Não há nada de espetacular na vida pequena burguesa, nada. Pessoas desinteressantes, assuntos banais e vidas sem muito sentido, preenchidas por sub empregos necessários para sobreviver e pagar as contas e relações sem muita emoção e que poderiam ser tão melhores. Sou muito melhor do que isto, certo? Pensou já Blanche e pensa sua versão 2.1, Jasmine. Talhadas para a grandeza, a beleza e a riqueza. Perseguem um destino que não se concretiza a não ser de maneira efemera, pois a conjuntura muda, o cotidiano não permanece imutável e aí se encontra o problema para estas personagens: contarem com um destino que pensam que foram destinadas, não se encaixarem na pequenes da vida e tomarem péssimas decisões, mas não endossando nenhuma e não tendo consciencia da ação. “A existencia precede a essencia”, diz Sartre e elas não acreditam nisto, de forma alguma. E Allen é cínico neste ponto. Jasmine, ao final é responsável, a única responsável no limite, por sua derrocada, pelo seu fim. Ao tomar decisões infantis, ao ser irresponsável, ao se recusar a verdade. Ele vai dando estas pistas ao longo da narrativa, a personagem vai se enredando cada vez mais em suas fantasias, em sua realidade paralela. O “engraçado” é que ao mesmo tempo em que nega a realidade e sua responsabilidade, Jasmine repete ao menos três vezes ao longo do filme que não é possível jogar a culpa toda na genética, ou seja no determinismo, para os problemas da vida, ela diz isto para sua irmã, ambas adotadas por uma família, a caçula sempre diz que Jasmine tem os melhores genes ( linda, inteligente e casada com um cara milionário, enquanto ela é baixinha, feinha, empacotadora num super mercado). Se em Match Point, o acaso dá aquela forcinha para Chris, aqui ele é emplacável e é por conta de um encontro no meio da rua quando parecia que nossa anti heroína iria colocar a vida novamente nos eixos, iria conseguir,apesar de todas as mentiras contadas, sua vida de glamour novamente, que tudo volta a estaca zero, ou melhor a realidade vem avassaladora e a esmaga. Jasmine, assim como Blanche, não consegue lidar com este mundo concreto, nem um pouco bonito, nem um pouco brilhante, nem um pouco inspirador, ela se volta para dentro, para seu mundo de faz de conta, muito mais colorido e bonito.

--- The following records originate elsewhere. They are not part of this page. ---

use std::io::{self, BufRead, Write};
use std::sync::{mpsc, Arc};
use std::thread;

use anyhow::Context;
use scout_core::{update, AppState, FetchStatus, Msg};
use scout_engine::{ChannelEventSink, EngineEvent, EngineHandle, ReqwestSearchClient};
use scout_logging::{scout_debug, scout_info};

use super::config::AppConfig;
use super::effects::{map_event, EffectRunner};
use super::ui::commands::{parse_command, Command, HELP};
use super::ui::render;

/// Everything the coordinating loop reacts to, funnelled through one channel.
enum Input {
    Line(String),
    Engine(EngineEvent),
    Closed,
}

pub fn run_app(config: AppConfig, token: Option<String>) -> anyhow::Result<()> {
    let (input_tx, input_rx) = mpsc::channel::<Input>();

    let client = ReqwestSearchClient::new(config.fetch_settings(token))
        .context("failed to build search client")?;
    let sink = ChannelEventSink::new(input_tx.clone(), Input::Engine);
    let engine =
        EngineHandle::new(Arc::new(client), Arc::new(sink)).context("failed to start engine")?;
    let runner = EffectRunner::new(engine);

    spawn_stdin_reader(input_tx)?;

    let mut app = App {
        state: AppState::new(config.search_config()),
        runner,
    };
    println!("{HELP}");
    app.dispatch(Msg::SessionStarted);
    app.present();

    for input in input_rx {
        match input {
            Input::Line(line) => match parse_command(&line) {
                Ok(Some(Command::Dispatch(msg))) => app.dispatch(msg),
                Ok(Some(Command::Show)) => {
                    let view = app.state.view();
                    println!("{}", render::render_status(&view));
                    print!("{}", render::render_results(&view));
                }
                Ok(Some(Command::Languages)) => {
                    println!("{}", render::render_list("languages", &app.state.view().languages));
                }
                Ok(Some(Command::Vocabulary)) => {
                    println!("{}", render::render_list("topics", &app.state.view().vocabulary));
                }
                Ok(Some(Command::Help)) => println!("{HELP}"),
                Ok(Some(Command::Quit)) => break,
                Ok(None) => {}
                Err(err) => println!("{err}"),
            },
            Input::Engine(event) => app.dispatch(map_event(event)),
            Input::Closed => break,
        }
        app.present();
    }

    scout_info!("Session closed");
    Ok(())
}

struct App {
    state: AppState,
    runner: EffectRunner,
}

impl App {
    fn dispatch(&mut self, msg: Msg) {
        let state = std::mem::take(&mut self.state);
        let (state, effects) = update(state, msg);
        self.state = state;
        self.runner.enqueue(effects);
    }

    /// Prints a fresh status line (and results once a page lands) if anything changed.
    fn present(&mut self) {
        if !self.state.consume_dirty() {
            return;
        }
        let view = self.state.view();
        println!("{}", render::render_status(&view));
        if view.status == FetchStatus::Settled {
            print!("{}", render::render_results(&view));
        }
        let _ = io::stdout().flush();
    }
}

fn spawn_stdin_reader(tx: mpsc::Sender<Input>) -> io::Result<()> {
    thread::Builder::new()
        .name("scout-stdin".to_string())
        .spawn(move || {
            for line in io::stdin().lock().lines() {
                let Ok(line) = line else { break };
                if tx.send(Input::Line(line)).is_err() {
                    return;
                }
            }
            scout_debug!("stdin closed");
            let _ = tx.send(Input::Closed);
        })?;
    Ok(())
}
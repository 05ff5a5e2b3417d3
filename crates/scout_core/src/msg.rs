use crate::{Generation, RequestOutcome, SortOrder};

#[derive(Debug, Clone, PartialEq, Eq)]
pub enum Msg {
    /// Session opened; schedules the first fetch with the default filters.
    SessionStarted,
    /// User edited the free-text search box.
    QueryChanged(String),
    /// User picked (or cleared) the language filter.
    LanguageChanged(Option<String>),
    /// User picked a star sort direction.
    SortChanged(SortOrder),
    /// User replaced the whole topic selection.
    TopicsChanged(Vec<String>),
    /// User toggled one topic in or out of the selection.
    TopicToggled(String),
    /// User clicked "load more".
    LoadMoreClicked,
    /// The quiescence window scheduled for `generation` has elapsed.
    DebounceElapsed { generation: Generation },
    /// Engine completion for a request.
    FetchCompleted {
        generation: Generation,
        /// 0-indexed page the request was built for.
        page: u32,
        outcome: RequestOutcome,
    },
    /// Fallback for placeholder wiring.
    NoOp,
}
use std::fmt;

use scout_core::{Generation, Repository, RequestOutcome};
use thiserror::Error;

#[derive(Debug, Clone, PartialEq, Eq)]
pub enum EngineEvent {
    /// The debounce window for `generation` elapsed without being superseded.
    TimerElapsed { generation: Generation },
    FetchCompleted {
        generation: Generation,
        page: u32,
        result: Result<Vec<Repository>, FetchError>,
    },
}

#[derive(Debug, Clone, PartialEq, Eq, Error)]
#[error("{kind}: {message}")]
pub struct FetchError {
    pub kind: FailureKind,
    pub message: String,
}

impl FetchError {
    pub(crate) fn new(kind: FailureKind, message: impl Into<String>) -> Self {
        Self {
            kind,
            message: message.into(),
        }
    }

    /// HTTP status of the failed response, if one was received.
    pub fn status(&self) -> Option<u16> {
        match self.kind {
            FailureKind::Api { status } => Some(status),
            _ => None,
        }
    }
}

#[derive(Debug, Clone, Copy, PartialEq, Eq)]
pub enum FailureKind {
    InvalidUrl,
    /// No response was received.
    Transport,
    Timeout,
    /// The API answered with a non-success status, e.g. 403/422 when rate limited.
    Api { status: u16 },
    /// The response body was not the expected JSON shape.
    Decode,
}

impl fmt::Display for FailureKind {
    fn fmt(&self, f: &mut fmt::Formatter<'_>) -> fmt::Result {
        match self {
            FailureKind::InvalidUrl => write!(f, "invalid url"),
            FailureKind::Transport => write!(f, "network error"),
            FailureKind::Timeout => write!(f, "timeout"),
            FailureKind::Api { status } => write!(f, "api error {status}"),
            FailureKind::Decode => write!(f, "decode error"),
        }
    }
}

/// Collapses a transport result into the coordinator's outcome type.
pub fn outcome_from(result: Result<Vec<Repository>, FetchError>) -> RequestOutcome {
    match result {
        Ok(items) => RequestOutcome::Success(items),
        Err(err) => RequestOutcome::Failure {
            status: err.status(),
            message: err.to_string(),
        },
    }
}
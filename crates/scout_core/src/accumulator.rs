use std::collections::HashSet;

use crate::{Repository, RepositoryId};

/// Repositories gathered across pages for the current filters, unique by id.
#[derive(Debug, Clone, PartialEq, Eq, Default)]
pub struct ResultAccumulator {
    items: Vec<Repository>,
    seen: HashSet<RepositoryId>,
}

impl ResultAccumulator {
    pub fn new() -> Self {
        Self::default()
    }

    pub fn items(&self) -> &[Repository] {
        &self.items
    }

    pub fn len(&self) -> usize {
        self.items.len()
    }

    pub fn is_empty(&self) -> bool {
        self.items.is_empty()
    }

    /// Discards the current contents and starts over with `items`.
    pub fn replace(&mut self, items: Vec<Repository>) -> usize {
        self.items.clear();
        self.seen.clear();
        self.append(items)
    }

    /// Appends `items` after the existing ones, dropping any id already present.
    /// Returns how many were actually added.
    pub fn append(&mut self, items: Vec<Repository>) -> usize {
        let before = self.items.len();
        for repo in items {
            if self.seen.insert(repo.id) {
                self.items.push(repo);
            }
        }
        self.items.len() - before
    }
}
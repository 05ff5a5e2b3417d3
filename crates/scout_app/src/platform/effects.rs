use scout_core::{Effect, Msg};
use scout_engine::{outcome_from, EngineEvent, EngineHandle};
use scout_logging::{scout_debug, scout_warn};

pub struct EffectRunner {
    engine: EngineHandle,
}

impl EffectRunner {
    pub fn new(engine: EngineHandle) -> Self {
        Self { engine }
    }

    pub fn enqueue(&self, effects: Vec<Effect>) {
        for effect in effects {
            match effect {
                Effect::ScheduleFetch { generation, delay } => {
                    scout_debug!(
                        "ScheduleFetch generation={} delay_ms={}",
                        generation,
                        delay.as_millis()
                    );
                    self.engine.schedule_fetch(generation, delay);
                }
                Effect::Fetch {
                    generation,
                    page,
                    request,
                } => {
                    self.engine.fetch(generation, page, request);
                }
            }
        }
    }
}

pub fn map_event(event: EngineEvent) -> Msg {
    match event {
        EngineEvent::TimerElapsed { generation } => Msg::DebounceElapsed { generation },
        EngineEvent::FetchCompleted {
            generation,
            page,
            result,
        } => {
            if let Err(err) = &result {
                scout_warn!("Fetch generation {} failed: {}", generation, err);
            }
            Msg::FetchCompleted {
                generation,
                page,
                outcome: outcome_from(result),
            }
        }
    }
}
#![deny(missing_docs)]
//! Shared logging utilities for the repo scout workspace.
//!
//! This crate provides the `scout_*` logging macros used across the codebase,
//! the terminal/file initializer used by the binary and a minimal test
//! initializer for the global logger.

use std::fs::File;
use std::path::{Path, PathBuf};

use log::LevelFilter;
use simplelog::{
    ColorChoice, CombinedLogger, Config, ConfigBuilder, SharedLogger, TermLogger, TerminalMode,
    WriteLogger,
};

/// Logs a trace-level message using the global logging facade.
#[macro_export]
macro_rules! scout_trace {
    ($($arg:tt)*) => {{
        log::trace!($($arg)*);
    }};
}

/// Logs a debug-level message using the global logging facade.
#[macro_export]
macro_rules! scout_debug {
    ($($arg:tt)*) => {{
        log::debug!($($arg)*);
    }};
}

/// Logs an info-level message using the global logging facade.
#[macro_export]
macro_rules! scout_info {
    ($($arg:tt)*) => {{
        log::info!($($arg)*);
    }};
}

/// Logs a warn-level message using the global logging facade.
#[macro_export]
macro_rules! scout_warn {
    ($($arg:tt)*) => {{
        log::warn!($($arg)*);
    }};
}

/// Logs an error-level message using the global logging facade.
#[macro_export]
macro_rules! scout_error {
    ($($arg:tt)*) => {{
        log::error!($($arg)*);
    }};
}

/// Destination for log output.
#[derive(Debug, Clone, PartialEq, Eq)]
pub enum LogDestination {
    /// Write to the terminal (stderr, so rendered output on stdout stays clean).
    Terminal,
    /// Write to the given file, truncating it.
    File(PathBuf),
    /// Write to both the terminal and the given file.
    Both(PathBuf),
}

/// Initialize the global logger with the specified destination and level.
///
/// A file that cannot be created is reported on stderr and skipped; the
/// terminal logger (if requested) is still installed.
pub fn initialize(destination: LogDestination, level: LevelFilter) {
    let config = build_config();

    let loggers: Vec<Box<dyn SharedLogger>> = match destination {
        LogDestination::Terminal => vec![terminal_logger(level, config)],
        LogDestination::File(path) => match create_file_logger(&path, level, config) {
            Some(file_logger) => vec![file_logger],
            None => return,
        },
        LogDestination::Both(path) => {
            let mut loggers = vec![terminal_logger(level, config.clone())];
            if let Some(file_logger) = create_file_logger(&path, level, config) {
                loggers.push(file_logger);
            }
            loggers
        }
    };

    let _ = CombinedLogger::init(loggers);
}

/// Initializes a simple terminal logger for use in unit tests.
///
/// This safely no-ops if another logger has already been initialized.
pub fn initialize_for_tests() {
    // Use debug level in debug builds, info in release builds.
    let level = if cfg!(debug_assertions) {
        LevelFilter::Debug
    } else {
        LevelFilter::Info
    };

    // Ignore the error if a logger was already set by another test.
    let _ = CombinedLogger::init(vec![TermLogger::new(
        level,
        Config::default(),
        TerminalMode::Mixed,
        ColorChoice::Auto,
    )]);
}

fn build_config() -> Config {
    ConfigBuilder::new()
        .set_time_format_rfc3339()
        .set_target_level(LevelFilter::Error)
        .build()
}

fn terminal_logger(level: LevelFilter, config: Config) -> Box<dyn SharedLogger> {
    TermLogger::new(level, config, TerminalMode::Stderr, ColorChoice::Auto)
}

fn create_file_logger(
    path: &Path,
    level: LevelFilter,
    config: Config,
) -> Option<Box<dyn SharedLogger>> {
    match File::create(path) {
        Ok(file) => Some(WriteLogger::new(level, config, file)),
        Err(err) => {
            eprintln!("Warning: Could not create log file at {:?}: {}", path, err);
            None
        }
    }
}
use std::fs;
use std::path::{Path, PathBuf};
use std::time::Duration;

use scout_core::SearchConfig;
use scout_engine::FetchSettings;
use scout_logging::scout_info;
use serde::{Deserialize, Serialize};
use thiserror::Error;

/// Environment variable holding the optional API token.
pub const TOKEN_ENV: &str = "GITHUB_TOKEN";

#[derive(Debug, Error)]
pub enum ConfigError {
    #[error("failed to read config {path:?}: {source}")]
    Io {
        path: PathBuf,
        source: std::io::Error,
    },
    #[error("failed to parse config {path:?}: {source}")]
    Parse {
        path: PathBuf,
        source: ron::error::SpannedError,
    },
}

/// Settings read from the optional RON config file. Every field may be omitted.
#[derive(Debug, Clone, PartialEq, Eq, Serialize, Deserialize)]
#[serde(default)]
pub struct AppConfig {
    pub api_base_url: String,
    pub connect_timeout_secs: u64,
    pub request_timeout_secs: u64,
    pub debounce_ms: u64,
    pub default_query: String,
    pub default_language: Option<String>,
}

impl Default for AppConfig {
    fn default() -> Self {
        let search = SearchConfig::default();
        let fetch = FetchSettings::default();
        Self {
            api_base_url: fetch.api_base_url,
            connect_timeout_secs: fetch.connect_timeout.as_secs(),
            request_timeout_secs: fetch.request_timeout.as_secs(),
            debounce_ms: search.debounce.as_millis() as u64,
            default_query: search.default_query,
            default_language: search.default_language,
        }
    }
}

impl AppConfig {
    /// Loads `path`, falling back to defaults when the file does not exist.
    pub fn load(path: &Path) -> Result<Self, ConfigError> {
        let content = match fs::read_to_string(path) {
            Ok(text) => text,
            Err(err) if err.kind() == std::io::ErrorKind::NotFound => {
                scout_info!("No config at {:?}; using defaults", path);
                return Ok(Self::default());
            }
            Err(source) => {
                return Err(ConfigError::Io {
                    path: path.to_path_buf(),
                    source,
                })
            }
        };

        let config = ron::from_str(&content).map_err(|source| ConfigError::Parse {
            path: path.to_path_buf(),
            source,
        })?;
        scout_info!("Loaded config from {:?}", path);
        Ok(config)
    }

    pub fn search_config(&self) -> SearchConfig {
        SearchConfig {
            default_query: self.default_query.clone(),
            default_language: self
                .default_language
                .clone()
                .filter(|language| !language.trim().is_empty()),
            debounce: Duration::from_millis(self.debounce_ms),
            ..SearchConfig::default()
        }
    }

    pub fn fetch_settings(&self, token: Option<String>) -> FetchSettings {
        FetchSettings {
            api_base_url: self.api_base_url.clone(),
            token,
            connect_timeout: Duration::from_secs(self.connect_timeout_secs),
            request_timeout: Duration::from_secs(self.request_timeout_secs),
            ..FetchSettings::default()
        }
    }
}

Cate Blanchett carrega nas costas o filme inteiro, é um monstro. Sua Jasmine é cheia de nuances, humana, frágil, implacável, fria, amorosa, comica, trágica. A cena final é linda. Derrotada, esgotada, Jasmine sai com sua melhor roupa, com a cara limpa, cabelo desgrenhado, andando pela cidade, senta-se num banco e começa a falar sozinha, nem estranhos podem a ajudar agora, só ela, sozinha. Se tinhamos em boa parte do filme, uma diva que foi aos poucos se desmontando, uma mulher belíssima, chegamos ao seu final com um trapo, um resto de gente, humana, demasiadamente humana. Pode não ser o melhor de Allen, mas é uma das melhores atuações de Blanchett.